2016 Vote Fraud and Sanders’ Landslide

Code Red: Computerized Election Theft and the New American Century

(Election 2016 Edition)

Jonathon Simon

In Code Red, Simon lays out a powerful case that computerized voting machines have opened US elections to large scale fraud and election theft. The book offers an impressive compilation of studies demonstrating exactly how the vote hacking is carried out – both on Direct Recording (DRE) voting machines and optical scanners that count paper ballots. The book also highlights the immense danger of denying access to the public, and more importantly election officials, to voting memory cards, programming code and server logs to verify the validity of American elections. All of this information is declared off-limits by the handful of right-leaning corporations that supply voting equipment to local jurisdictions. On the spurious claim this is proprietary corporate information.

Simon also presents his own extensive research into marked discrepancies between vote counts and voter exit polls over the last 15 years – reminding us that the US State Department uses voter exit polls to verify the legitimacy of overseas elections.

As a Bernie Sanders supporter, I was most interested in the section on the 2016 Democratic primary.
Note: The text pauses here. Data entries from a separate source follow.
//! What a verification pass found.

use crate::graph::{Constant, EntityId, Slot};

/// A mismatch between a recorded snapshot value and a freshly observed one.
#[derive(Debug, Clone, PartialEq, Eq)]
pub struct Divergence {
    /// The entity whose slot diverged.
    pub entity: EntityId,
    /// The diverging slot.
    pub slot: Slot,
    /// The value the snapshot recorded, or `None` when the entry exists but
    /// never recorded this slot.
    pub recorded: Option<Constant>,
    /// The value the fresh scan observed.
    pub observed: Constant,
}

/// Aggregated findings of one verification pass.
///
/// The convergence signal is a monotone OR across everything observed within
/// the pass: any divergence, any entity missing from the snapshot, or any
/// pending external invalidation forces another analysis round.
#[derive(Debug, Clone, Default)]
pub struct VerificationReport {
    divergences: Vec<Divergence>,
    new_entities: Vec<EntityId>,
    external_invalidation: bool,
}

impl VerificationReport {
    pub(crate) fn new(
        divergences: Vec<Divergence>,
        new_entities: Vec<EntityId>,
        external_invalidation: bool,
    ) -> Self {
        Self {
            divergences,
            new_entities,
            external_invalidation,
        }
    }

    /// Slot values that no longer match the snapshot, ordered by
    /// (entity, slot).
    #[must_use]
    pub fn divergences(&self) -> &[Divergence] {
        &self.divergences
    }

    /// Reachable entities with no snapshot entry at all, in identity order.
    /// The analysis must not converge while any exist.
    #[must_use]
    pub fn new_entities(&self) -> &[EntityId] {
        &self.new_entities
    }

    /// Whether a polled invalidation probe reported a pending update.
    #[must_use]
    pub const fn external_invalidation(&self) -> bool {
        self.external_invalidation
    }

    /// Whether the analysis must run another round before the snapshot can
    /// be considered stable.
    #[must_use]
    pub fn requires_another_round(&self) -> bool {
        !self.divergences.is_empty() || !self.new_entities.is_empty() || self.external_invalidation
    }
}
//! Document store abstraction for patent-family search.
//!
//! The pipeline issues two request shapes against the store: an exact-match
//! family lookup and a kNN similarity search. Both are described by the
//! immutable [`SearchRequest`] value, so query construction is testable
//! without a live engine.
//!
//! Implementations:
//! - [`ElasticStore`]: HTTP client for an Elasticsearch cluster
//! - [`MemoryStore`]: evaluates the same queries over records held in memory

pub mod elastic;
pub mod memory;
pub mod query;

pub use elastic::ElasticStore;
pub use memory::MemoryStore;
pub use query::{BoolQuery, KnnClause, Query, SearchRequest};

use crate::types::PatentFamilyRecord;
use async_trait::async_trait;

/// Document store errors
#[derive(Debug, thiserror::Error)]
pub enum StoreError {
    #[error("search request failed: {0}")]
    Http(#[from] reqwest::Error),
    #[error("search engine returned status {status}: {reason}")]
    Status { status: u16, reason: String },
    #[error("unexpected search response: {0}")]
    Decode(String),
    #[error("invalid store configuration: {0}")]
    Build(String),
    #[error("failed to load fixtures from {path}: {reason}")]
    Fixture { path: String, reason: String },
    #[error("store unavailable: {0}")]
    Unavailable(String),
}

/// Trait abstracting where patent families are searched.
///
/// Implementations must be safe to share across concurrent requests; the
/// service holds a single instance behind an `Arc`.
#[async_trait]
pub trait DocumentStore: Send + Sync {
    /// Execute a search and return the matching records in ranked order.
    async fn search(&self, request: &SearchRequest) -> Result<Vec<PatentFamilyRecord>, StoreError>;

    /// Cheap reachability check used by the health endpoint.
    async fn ping(&self) -> Result<(), StoreError>;

    /// Human-readable backend name for logging (e.g. "elasticsearch", "memory").
    fn backend_name(&self) -> &str;
}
Here Simon not only examines discrepancies between the vote count and the original exit polls (before the corporate media massaged the data to bring it in line with the vote count), but serious discrepancies between states that choose candidates via caucus (where ballots must be counted by hand) with demographically similar states that choose candidates via primary elections.

In all but the first two states (Iowa and Nebraska), Sanders didn’t just beat Clinton – he won by a landslide. I confess to my absolute fury on seeing the table below and realizing how thoroughly we were ripped off by the Democratic National Committee and the corporate media.

In The Red Shift, Simon examines every presidential and congressional election since 2002, when computerized voting was first introduced. He finds evidence of a fraudulent “red shift” (ie a hacker-based shift towards the more pro-corporate candidate) in each of them, including the 2006, 2008, 2010 and 2012 elections where there were significant Democratic victories.

He also finds evidence of a “red shift” in most gubernatorial and state house elections from 2002 on, including the 2012 recall election of Wisconsin Republican Governor Scott Walker.

People can download a free excerpt from the 2016 Election Edition by registering at Simon’s website: http://codered2014.com/

State Sanders Clinton
Colorado 59.0% 40.3%
Minnesota 61.6% 38.4%
Kansas 67.7% 32.3%
Nebraska 75.1% 42.9%
Maine 64.3% 35.5%
Idaho 78.0% 21.2%
Utah 79.3% 20.3%
Alaska 86.1% 18.4%
Hawaii 69.8% 30.0%
Washington 72.7% 27.1%
Wyoming 55.7% 44.3%
North Dakota 64.2% 25.6%
Average 68.0% 31.4%

7 thoughts on “2016 Vote Fraud and Sanders’ Landslide

    • To be fair to Simon, Aunty, he does propose that Americans can return to verifiable paper ballots if they organize at the local level and demand their county electoral offices get rid of the machines. I tend to agree with his assertion that this is where the fight for electoral reform needs to start – that activists need to get rid of the voting machines before they focus on voter suppression, gerrymandering and corporate theft of elections. He presents some really sound arguments that these other factors play a much smaller role in the outcome of elections.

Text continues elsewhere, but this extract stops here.